É o caso da decisão do Presidente Tribunal de Justiça do Estado de São Paulo, de 22/03/2020, que acolheu Pedido de Suspensão de Liminares proposto pelo Estado de São Paulo[1] para reestabelecer o fluxo em diversos trechos de rodovias que haviam sido bloqueados por decisões liminares proferidas em ações civis públicas propostas por alguns Municípios e pelo Ministério Público do Estado de São Paulo. A decisão reconhece que “medidas necessárias à contenção da pandemia de covid-19 precisam ser pensadas em um todo coerente, coordenado e sistêmico” e que “a coordenação, a ser exercida pelo Poder Executivo, é imprescindível. Somente uma organização harmônica e organizada ensejará a adoção das medidas necessárias e abrangentes. Nesse contexto, aliás, a recente e louvável determinação de quarentena em todo o Estado de São Paulo”.

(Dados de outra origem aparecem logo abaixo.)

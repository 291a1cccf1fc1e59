//! Enquiry/Admission reconciliation into one canonical draft.
//!
//! Handles:
//! - Field renames between schemas (`residentialAddress` → `address`, `interestCourse` →
//!   `courseApplied`)
//! - Yes/no coercion of booleans, boolean strings and mixed-case answers
//! - Case policy per field category (capitalize-first, title case, uppercase)
//! - "Other" sentinels replaced by their free-text companion
//!
//! Everything here is pure: same input, same draft.

use std::collections::BTreeSet;

use super::domain::{AdmissionRecord, Enquiry, GoalList, RawAmount, RawFlag};
use super::draft::{
    AdmissionDraft, AttachmentRef, Choice, DocumentField, DraftAction, PaymentDetails,
};
use super::fees;

/// Borrowed upstream record tagged with its schema.
#[derive(Debug, Clone, Copy)]
pub enum SourceRecord<'a> {
    Enquiry(&'a Enquiry),
    Admission(&'a AdmissionRecord),
}

/// Build a canonical draft from either upstream schema.
pub fn normalize(source: SourceRecord<'_>) -> AdmissionDraft {
    match source {
        SourceRecord::Enquiry(enquiry) => from_enquiry(enquiry),
        SourceRecord::Admission(record) => from_admission(record),
    }
}

/// `"Yes"`/`"No"` for recognised answers, `"No"` when missing, otherwise the text itself.
pub fn coerce_yes_no(raw: Option<&RawFlag>) -> String {
    coerce_choice(raw, None).label().to_string()
}

/// Interpret a flag together with its free-text companion.
pub fn coerce_choice(raw: Option<&RawFlag>, companion: Option<&str>) -> Choice {
    let companion = text(companion);
    let choice = match raw {
        None => Choice::No,
        Some(RawFlag::Bool(true)) => Choice::Yes,
        Some(RawFlag::Bool(false)) => Choice::No,
        Some(RawFlag::Text(value)) => {
            let value = value.trim();
            match value.to_ascii_lowercase().as_str() {
                "true" | "yes" => Choice::Yes,
                "false" | "no" | "" => Choice::No,
                _ if is_other(value) => Choice::Other(capitalize_first(&companion)),
                _ if !companion.is_empty() => Choice::Other(capitalize_first(&companion)),
                _ => Choice::Other(capitalize_first(value)),
            }
        }
    };
    choice.canonical()
}

/// Selector value unless it is the `other` sentinel and a companion was given.
pub fn resolve_other(selector: Option<&str>, companion: Option<&str>) -> String {
    let selector = text(selector);
    let companion = text(companion);
    if is_other(&selector) {
        if companion.is_empty() {
            "Other".to_string()
        } else {
            companion
        }
    } else {
        selector
    }
}

pub fn is_other(value: &str) -> bool {
    value.trim().eq_ignore_ascii_case("other")
}

/// First letter upper case, the rest lower case.
pub fn capitalize_first(value: &str) -> String {
    let trimmed = value.trim();
    let mut chars = trimmed.chars();
    match chars.next() {
        Some(first) => first
            .to_uppercase()
            .chain(chars.flat_map(char::to_lowercase))
            .collect(),
        None => String::new(),
    }
}

/// Every whitespace-separated word capitalized, inner whitespace collapsed.
pub fn title_case(value: &str) -> String {
    value
        .split_whitespace()
        .map(capitalize_first)
        .collect::<Vec<_>>()
        .join(" ")
}

fn text(value: Option<&str>) -> String {
    value.map(str::trim).unwrap_or_default().to_string()
}

fn upper(value: Option<&str>) -> String {
    text(value).to_ascii_uppercase()
}

fn capitalized(value: Option<&str>) -> String {
    capitalize_first(value.unwrap_or_default())
}

fn titled(value: Option<&str>) -> String {
    title_case(value.unwrap_or_default())
}

fn goals<'a>(lists: impl IntoIterator<Item = Option<&'a GoalList>>) -> BTreeSet<String> {
    lists
        .into_iter()
        .flatten()
        .flat_map(GoalList::items)
        .collect()
}

fn from_enquiry(enquiry: &Enquiry) -> AdmissionDraft {
    let course_applied = resolve_other(
        enquiry.interest_course.as_deref(),
        enquiry.interest_course_other.as_deref(),
    );
    let referral_source = resolve_other(
        enquiry.referral_source.as_deref(),
        enquiry.referral_source_other.as_deref(),
    );

    AdmissionDraft {
        id: None,
        enquiry_id: text(enquiry.id.as_deref()),
        center_code: upper(enquiry.center_code.as_deref()),
        employee_id: text(enquiry.employee_id.as_deref()),
        full_name: titled(enquiry.full_name.as_deref()),
        father_name: titled(enquiry.father_name.as_deref()),
        mother_name: titled(enquiry.mother_name.as_deref()),
        guardian_name: titled(enquiry.guardian_name.as_deref()),
        date_of_birth: text(enquiry.date_of_birth.as_deref()),
        gender: capitalized(enquiry.gender.as_deref()),
        category: capitalized(enquiry.category.as_deref()),
        religion: capitalized(enquiry.religion.as_deref()),
        nationality: capitalized(enquiry.nationality.as_deref()),
        aadhar_number: text(enquiry.aadhar_number.as_deref()),
        specially_abled: coerce_choice(
            enquiry.specially_abled.as_ref(),
            enquiry.specially_abled_details.as_deref(),
        ),
        ex_servicemen: coerce_choice(enquiry.ex_servicemen.as_ref(), None),
        mobile_number: text(enquiry.mobile_number.as_deref()),
        alternate_mobile: text(enquiry.alternate_mobile.as_deref()),
        email: text(enquiry.email.as_deref()),
        address: text(enquiry.residential_address.as_deref()),
        city: text(enquiry.city.as_deref()),
        state: text(enquiry.state.as_deref()),
        pin_code: text(enquiry.pin_code.as_deref()),
        highest_qualification: text(enquiry.highest_qualification.as_deref()),
        board_university: titled(enquiry.board_university.as_deref()),
        passing_year: text(enquiry.passing_year.as_deref()),
        percentage: text(enquiry.percentage.as_deref()),
        course_applied,
        course_applied_other: text(enquiry.interest_course_other.as_deref()),
        computer_access: coerce_choice(
            enquiry.computer_access.as_ref(),
            enquiry.computer_access_other.as_deref(),
        ),
        referral_source,
        referral_source_other: text(enquiry.referral_source_other.as_deref()),
        referred_by: text(enquiry.referred_by.as_deref()),
        future_goals: goals([enquiry.goals.as_ref(), enquiry.future_goals.as_ref()]),
        ..AdmissionDraft::default()
    }
}

fn from_admission(record: &AdmissionRecord) -> AdmissionDraft {
    let mut draft = AdmissionDraft {
        id: record.id.clone(),
        enquiry_id: text(record.enquiry_id.as_deref()),
        form_no: text(record.form_no.as_deref()),
        center_code: upper(record.center_code.as_deref()),
        employee_id: text(record.employee_id.as_deref()),
        reg_no: text(record.reg_no.as_deref()),
        generated_reg_no: text(record.generated_reg_no.as_deref()),
        month: text(record.month.as_deref()),
        admission_date: text(record.admission_date.as_deref()),
        full_name: titled(record.full_name.as_deref()),
        father_name: titled(record.father_name.as_deref()),
        mother_name: titled(record.mother_name.as_deref()),
        guardian_name: titled(record.guardian_name.as_deref()),
        date_of_birth: text(record.date_of_birth.as_deref()),
        gender: capitalized(record.gender.as_deref()),
        category: capitalized(record.category.as_deref()),
        religion: capitalized(record.religion.as_deref()),
        nationality: capitalized(record.nationality.as_deref()),
        aadhar_number: text(record.aadhar_number.as_deref()),
        specially_abled: coerce_choice(
            record.specially_abled.as_ref(),
            record.specially_abled_details.as_deref(),
        ),
        ex_servicemen: coerce_choice(record.ex_servicemen.as_ref(), None),
        mobile_number: text(record.mobile_number.as_deref()),
        alternate_mobile: text(record.alternate_mobile.as_deref()),
        email: text(record.email.as_deref()),
        address: text(record.address.as_deref()),
        city: text(record.city.as_deref()),
        state: text(record.state.as_deref()),
        pin_code: text(record.pin_code.as_deref()),
        highest_qualification: text(record.highest_qualification.as_deref()),
        board_university: titled(record.board_university.as_deref()),
        passing_year: text(record.passing_year.as_deref()),
        percentage: text(record.percentage.as_deref()),
        course_applied: resolve_other(
            record.course_applied.as_deref(),
            record.course_applied_other.as_deref(),
        ),
        course_applied_other: text(record.course_applied_other.as_deref()),
        computer_access: coerce_choice(
            record.computer_access.as_ref(),
            record.computer_access_other.as_deref(),
        ),
        referral_source: resolve_other(
            record.referral_source.as_deref(),
            record.referral_source_other.as_deref(),
        ),
        referral_source_other: text(record.referral_source_other.as_deref()),
        referred_by: text(record.referred_by.as_deref()),
        future_goals: goals([record.future_goals.as_ref()]),
        payment: PaymentDetails {
            total_fee: amount_text(&record.total_fee),
            discount: amount_text(&record.discount),
            paid_fee: amount_text(&record.paid_fee),
            payment_method: text(record.payment_method.as_deref()),
            transaction_id: text(record.transaction_id.as_deref()),
            payment_date: text(record.payment_date.as_deref()),
            payment_status: text(record.payment_status.as_deref()),
            ..PaymentDetails::default()
        },
        ..AdmissionDraft::default()
    };

    let documents = [
        (DocumentField::Photo, &record.photo),
        (DocumentField::Signature, &record.signature),
        (DocumentField::Thumbprint, &record.thumbprint),
        (DocumentField::Marksheet10th, &record.marksheet_10th),
        (DocumentField::Marksheet12th, &record.marksheet_12th),
        (DocumentField::GraduationMarksheet, &record.graduation_marksheet),
        (DocumentField::IdProof, &record.id_proof),
    ];
    for (field, path) in documents {
        let path = text(path.as_deref());
        if !path.is_empty() {
            draft.apply(DraftAction::SetAttachment(
                field,
                AttachmentRef::Stored(path),
            ));
        }
    }

    // Stored net/remaining values are ignored; they are re-derived from the inputs.
    let breakdown = fees::recompute(
        &draft.payment.total_fee,
        &draft.payment.discount,
        &draft.payment.paid_fee,
    );
    draft.payment.net_fee = breakdown.net_fee;
    draft.payment.remaining_fee = breakdown.remaining_fee;
    draft
}

fn amount_text(value: &Option<RawAmount>) -> String {
    value.as_ref().map(|amount| amount.as_input()).unwrap_or_default()
}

No âmbito do Estado de São Paulo imperam, portanto, os Decretos editados pelo Governo estadual, os quais, por imporem medidas restritivas, devem ser interpretados restritivamente, em especial quanto às atividades que devem ser suspensas.
Daí porque a pretensão de alguns municípios paulistas de suspender as obras de construção civil deve ser analisada em conformidade com o Decreto nº 64.881/2020, que decretou a quarentena no Estado de São Paulo, e com o Decreto nº 64.864/2020, que instituiu o Comitê Administrativo Extraordinário Covid-19.
Coube ao referido Comitê Administrativo esclarecer, por meio da Deliberação 2, de 22/03/2020, que não estão abrangidas pela medida de quarentena, dentre outras atividades lá elencadas, “construção civil e estabelecimentos industriais, na medida em que não abranjam atendimento presencial ao público”.
Além disso, a mesma Deliberação pontuou que o Decreto estadual prevalece sobre normas em sentido contrário editadas pelos Municípios: “a decretação de quarentena levada a efeito pelo Decreto nº 64.881, de 22 de março de 2020, na medida em que objetivou conferir tratamento uniforme a restrições direcionadas ao setor privado estadual, prevalece sobre normas em sentido contrário eventualmente editadas por Municípios”.
As recentes decisões do Supremo Tribunal Federal sobre a constitucionalidade de alguns dispositivos da Lei nº 13.979/2020 e das alterações promovidas pelas Medidas Provisórias nº 926 e 927, são outros exemplos dessa situação. Na Ação Direta de Inconstitucionalidade nº 6343, por exemplo, o Min. Marco Aurélio indeferiu o pedido liminar formulado pelo partido Rede Sustentabilidade para que fossem suspensos os dispositivos que tratam do transporte intermunicipal durante a pandemia do novo coronavírus. De acordo com a decisão, “o momento é de crise aguda envolvendo a saúde pública. Tem-se política governamental nesse campo, com a peculiaridade de tudo recomendar o tratamento abrangente, o tratamento nacional”.
É importante ressalvar que não se nega a cada ente federativo competência para adotar medidas que objetivam o combate à pandemia do coronavírus. Deve-se ter em mente, contudo, que esse enfrentamento dependerá de uma ação coordenada e conjunta entre os diversos entes federativos. É o momento de prestigiar o federalismo cooperativo, ao invés do federalismo caótico, que é contrário ao mínimo de segurança jurídica necessária para o eficaz engajamento da sociedade no enfrentamento da pandemia do coronavírus.
*João Paulo Pessoa e João Marcos Neto de Carvalho são advogados do Toledo Marchetti Advogados
[1] Processo nº 2054679-18.2020.8.26.0000.